[Dataset entries]
★ ★ ★

#[cfg(test)]
mod tests {
    use super::*;
    use crate::pipeline::io_api::tests::{poll_page, vote, votes_file};
    use crate::pipeline::test_support::{settings_in, sheet_grid, InMemoryLoader, StubTransport};
    use chrono::NaiveDate;
    use parquet::file::reader::{FileReader, SerializedFileReader};
    use serde_json::json;

    fn parquet_rows(path: &Path) -> i64 {
        let reader = SerializedFileReader::new(fs::File::open(path).unwrap()).unwrap();
        reader.metadata().file_metadata().num_rows()
    }

    const LISTING: &str = r#"<html><body><table><tr>
<td data-th="Dokument"><div><p><strong>10.09.2020: Example Vote</strong></p></div>
<a href="/resource/blob/1/20200910_1_xls-data.xlsx" title="XLSX | 51 KB">XLSX</a></td>
</tr><tr>
<td data-th="Dokument"><div><p><strong>Failed download</strong></p></div>
<a href="/resource/blob/2/20201126_3_xls-data.xlsx" title="XLSX | 12 KB">XLSX</a></td>
</tr></table></body></html>"#;

    const NO_SHEETS: &str = r#"<html><body><table><tr>
<td data-th="Dokument"><div><p><strong>11.09.2020: Minutes</strong></p></div>
<a href="/resource/blob/3/minutes.pdf" title="PDF | 80 KB">PDF</a></td>
</tr></table></body></html>"#;

    const LATE_LISTING: &str = r#"<html><body><table><tr>
<td data-th="Dokument"><div><p><strong>03.12.2020: Late Vote</strong></p></div>
<a href="/resource/blob/4/20201203_1_xls-data.xlsx" title="XLSX | 40 KB">XLSX</a></td>
</tr></table></body></html>"#;

    #[test]
    fn sheet_track_end_to_end() {
        let dir = tempfile::tempdir().unwrap();
        let settings = settings_in(dir.path());
        let store = ArtifactStore::new(&settings);
        write_atomic(&store.listing_dir().join("page_1.html"), LISTING.as_bytes()).unwrap();
        write_atomic(&store.listing_dir().join("page_2.htm"), NO_SHEETS.as_bytes()).unwrap();

        // The second sheet comes back empty, as an interrupted download would.
        let transport = StubTransport::new(|url| {
            if url.path().ends_with("20200910_1_xls-data.xlsx") {
                Some(b"workbook".to_vec())
            } else {
                Some(Vec::new())
            }
        });
        let loader = InMemoryLoader::default().with(
            "20200910_1_xls-data.xlsx",
            sheet_grid(&[
                ("A", "SPD", "ja"),
                ("B", "DIE LINKE", "nichtabgegeben"),
                ("C", "CDU/CSU", "Enthaltung"),
            ]),
        );
        let pipeline = Pipeline::new(settings, &transport, &loader);

        let report = pipeline.download_sheets(false, false).unwrap();
        assert_eq!(report.succeeded, 2);
        assert!(store.sheet_links_file().exists());

        let report = pipeline.transform_sheets(None, false).unwrap();
        assert!(report.is_success());
        assert_eq!(report.skipped, 1);
        assert_eq!(report.succeeded, 1);
        assert_eq!(parquet_rows(&store.sheet_votes_file(19)), 3);
        assert_eq!(parquet_rows(&store.sheet_normalized_file(19)), 3);

        // A second run finds everything done.
        let before = fs::read(store.sheet_normalized_file(19)).unwrap();
        let report = pipeline.transform_sheets(Some(19), false).unwrap();
        assert_eq!(report.succeeded, 0);
        let report = pipeline.transform_sheets(Some(19), true).unwrap();
        assert_eq!(report.succeeded, 1);
        assert_eq!(fs::read(store.sheet_normalized_file(19)).unwrap(), before);

        assert_eq!(transport.calls().len(), 2);
        let report = pipeline.download_sheets(false, false).unwrap();
        assert_eq!(report.skipped, 2);
        assert_eq!(transport.calls().len(), 2);
    }

    #[test]
    fn failed_and_late_sheets_are_transformed_later() {
        let dir = tempfile::tempdir().unwrap();
        let settings = settings_in(dir.path());
        let store = ArtifactStore::new(&settings);
        write_atomic(&store.listing_dir().join("page_1.html"), LISTING.as_bytes()).unwrap();
        write_atomic(&store.sheet_dir().join("20200910_1_xls-data.xlsx"), b"workbook").unwrap();
        write_atomic(&store.sheet_dir().join("20201126_3_xls-data.xlsx"), b"workbook").unwrap();
        let transport = StubTransport::new(|_| None);

        // The second workbook cannot be read in the first run.
        let first = InMemoryLoader::default().with(
            "20200910_1_xls-data.xlsx",
            sheet_grid(&[("A", "SPD", "ja")]),
        );
        let report = Pipeline::new(settings.clone(), &transport, &first)
            .transform_sheets(None, false)
            .unwrap();
        assert_eq!(report.failures.len(), 1);
        assert!(report.failures[0].contains("20201126_3_xls-data.xlsx"));
        assert_eq!(report.succeeded, 1);
        assert_eq!(parquet_rows(&store.sheet_votes_file(19)), 1);

        let both = first.with(
            "20201126_3_xls-data.xlsx",
            sheet_grid(&[("D", "SPD", "nein")]),
        );
        let pipeline = Pipeline::new(settings.clone(), &transport, &both);
        let report = pipeline.transform_sheets(None, false).unwrap();
        assert!(report.is_success());
        assert_eq!(report.succeeded, 1);
        assert_eq!(parquet_rows(&store.sheet_votes_file(19)), 2);
        assert_eq!(parquet_rows(&store.sheet_normalized_file(19)), 2);

        let report = pipeline.transform_sheets(None, false).unwrap();
        assert_eq!(report.succeeded, 0);
        assert_eq!(report.skipped, 2);

        // A sheet downloaded after the last run joins its period.
        write_atomic(&store.listing_dir().join("page_2.html"), LATE_LISTING.as_bytes()).unwrap();
        write_atomic(&store.sheet_dir().join("20201203_1_xls-data.xlsx"), b"workbook").unwrap();
        let all = both.with(
            "20201203_1_xls-data.xlsx",
            sheet_grid(&[("E", "CDU/CSU", "Enthaltung")]),
        );
        let report = Pipeline::new(settings, &transport, &all)
            .transform_sheets(None, false)
            .unwrap();
        assert!(report.is_success());
        assert_eq!(report.succeeded, 1);
        assert_eq!(parquet_rows(&store.sheet_normalized_file(19)), 3);
    }

    #[test]
    fn sheet_records_carry_the_link_date() {
        let dir = tempfile::tempdir().unwrap();
        let settings = settings_in(dir.path());
        let canon = settings.party_canon.clone();
        let store = ArtifactStore::new(&settings);
        write_atomic(&store.listing_dir().join("page_1.html"), LISTING.as_bytes()).unwrap();
        let path = store.sheet_dir().join("20200910_1_xls-data.xlsx");
        write_atomic(&path, b"workbook").unwrap();
        let loader = InMemoryLoader::default().with(
            "20200910_1_xls-data.xlsx",
            sheet_grid(&[("A", "DIE LINKE", "ja")]),
        );
        let transport = StubTransport::new(|_| None);
        let pipeline = Pipeline::new(settings, &transport, &loader);
        let titles = sheet_download::file_titles(&pipeline.sheet_links(false).unwrap());
        let votes = match io_sheets::parse_sheet_file(&path, &titles, &canon, &loader).unwrap() {
            SheetParse::Parsed(v) => v,
            SheetParse::Skipped => panic!("not skipped"),
        };
        let mut builder = Builder::new(&canon).unwrap();
        builder.add_sheet_votes(&votes).unwrap();
        let records = builder.build();
        assert_eq!(records[0].date, NaiveDate::from_ymd_opt(2020, 9, 10));
        assert_eq!(records[0].title, " Example Vote");
        assert_eq!(records[0].party, "DIE LINKE.");
    }

    fn api_stub() -> StubTransport {
        StubTransport::new(|url| {
            let path = url.path();
            if path.ends_with("/polls") {
                Some(poll_page(&[1, 2], 2, 0).to_string().into_bytes())
            } else if path.ends_with("/candidacies-mandates") {
                let page = json!({
                    "meta": {"result": {"count": 1, "total": 1, "range_start": 0, "range_end": 1}},
                    "data": [{
                        "id": 42, "label": "Jane Doe (Bundestag 2017 - 2021)",
                        "parliament_period": {"id": 111, "label": "Bundestag 2017 - 2021"},
                        "politician": {"id": 50, "label": "Jane Doe", "abgeordnetenwatch_url": null},
                        "start_date": null, "end_date": null, "electoral_data": null,
                        "fraction_membership": [{"id": 1, "label": "DIE LINKE seit 2017",
                                                 "valid_from": "2017-10-24", "valid_until": null}]
                    }]
                });
                Some(page.to_string().into_bytes())
            } else {
                let poll_id: u64 = path.rsplit('/').next()?.parse().ok()?;
                let mut first = vote(Some(poll_id * 10), 42, poll_id, "no_show");
                if poll_id == 2 {
                    first["fraction"] = json!([]);
                }
                let votes = json!([first, vote(Some(poll_id * 10 + 1), 42, poll_id, "yes")]);
                Some(votes_file(poll_id, votes).to_string().into_bytes())
            }
        })
    }

    #[test]
    fn api_track_end_to_end() {
        let dir = tempfile::tempdir().unwrap();
        let settings = settings_in(dir.path());
        let store = ArtifactStore::new(&settings);
        let transport = api_stub();
        let loader = InMemoryLoader::default();
        let pipeline = Pipeline::new(settings, &transport, &loader);

        let report = pipeline.download_api(111, EntityArg::All, false, false).unwrap();
        assert!(report.is_success());
        assert_eq!(report.succeeded, 4);

        // Poll 2 carries an empty fraction list.
        let err = pipeline.transform_api(111, false).unwrap_err();
        assert!(matches!(
            err,
            PipelineError::CorruptedFractions {
                legislature_id: 111,
                count: 1
            }
        ));
        assert!(!store.api_normalized_file(111).exists());

        pipeline.fix(111, false).unwrap();
        let report = pipeline.transform_api(111, false).unwrap();
        assert!(report.is_success());
        assert_eq!(parquet_rows(&store.polls_table_file(111)), 2);
        assert_eq!(parquet_rows(&store.mandates_table_file(111)), 1);
        // One vote per (mandate, poll): the duplicates are dropped.
        assert_eq!(parquet_rows(&store.votes_table_file(111)), 2);
        assert_eq!(parquet_rows(&store.api_normalized_file(111)), 2);
        let csv = fs::read_to_string(store.compiled_votes_file(111)).unwrap();
        assert_eq!(csv.lines().count(), 3);
        assert!(csv.contains("no_show"));

        let calls = transport.calls().len();
        pipeline.download_api(111, EntityArg::All, false, false).unwrap();
        assert_eq!(transport.calls().len(), calls);
    }

    #[test]
    fn api_transform_follows_the_vote_files() {
        let dir = tempfile::tempdir().unwrap();
        let settings = settings_in(dir.path());
        let store = ArtifactStore::new(&settings);
        let transport = api_stub();
        let loader = InMemoryLoader::default();
        let pipeline = Pipeline::new(settings, &transport, &loader);
        pipeline.download_api(111, EntityArg::All, false, false).unwrap();
        pipeline.fix(111, false).unwrap();
        assert!(pipeline.transform_api(111, false).unwrap().is_success());
        assert_eq!(pipeline.transform_api(111, false).unwrap().skipped, 1);

        // An unreadable vote file fails on every run until it is replaced.
        let path = store.votes_file(111, 3);
        write_atomic(&path, b"<html>").unwrap();
        for _ in 0..2 {
            let report = pipeline.transform_api(111, false).unwrap();
            assert_eq!(report.failures.len(), 1);
            assert_eq!(report.succeeded, 2);
            assert_eq!(parquet_rows(&store.votes_table_file(111)), 2);
        }

        let votes = votes_file(3, json!([vote(Some(30), 42, 3, "yes")]));
        write_atomic(&path, votes.to_string().as_bytes()).unwrap();
        let report = pipeline.transform_api(111, false).unwrap();
        assert!(report.is_success());
        assert_eq!(report.succeeded, 3);
        assert_eq!(parquet_rows(&store.votes_table_file(111)), 3);
        assert_eq!(parquet_rows(&store.api_normalized_file(111)), 3);
        assert_eq!(pipeline.transform_api(111, false).unwrap().skipped, 1);
    }

    #[test]
    fn missing_legislature_is_an_error() {
        assert!(required_legislature(None).is_err());
        assert_eq!(required_legislature(Some(111)).unwrap(), 111);
    }
}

★ ★ ★

From the records above, pick out and copy each line holding the word "resource".

--- Expected output ---
<a href="/resource/blob/1/20200910_1_xls-data.xlsx" title="XLSX | 51 KB">XLSX</a></td>
<a href="/resource/blob/2/20201126_3_xls-data.xlsx" title="XLSX | 12 KB">XLSX</a></td>
<a href="/resource/blob/3/minutes.pdf" title="PDF | 80 KB">PDF</a></td>
<a href="/resource/blob/4/20201203_1_xls-data.xlsx" title="XLSX | 40 KB">XLSX</a></td>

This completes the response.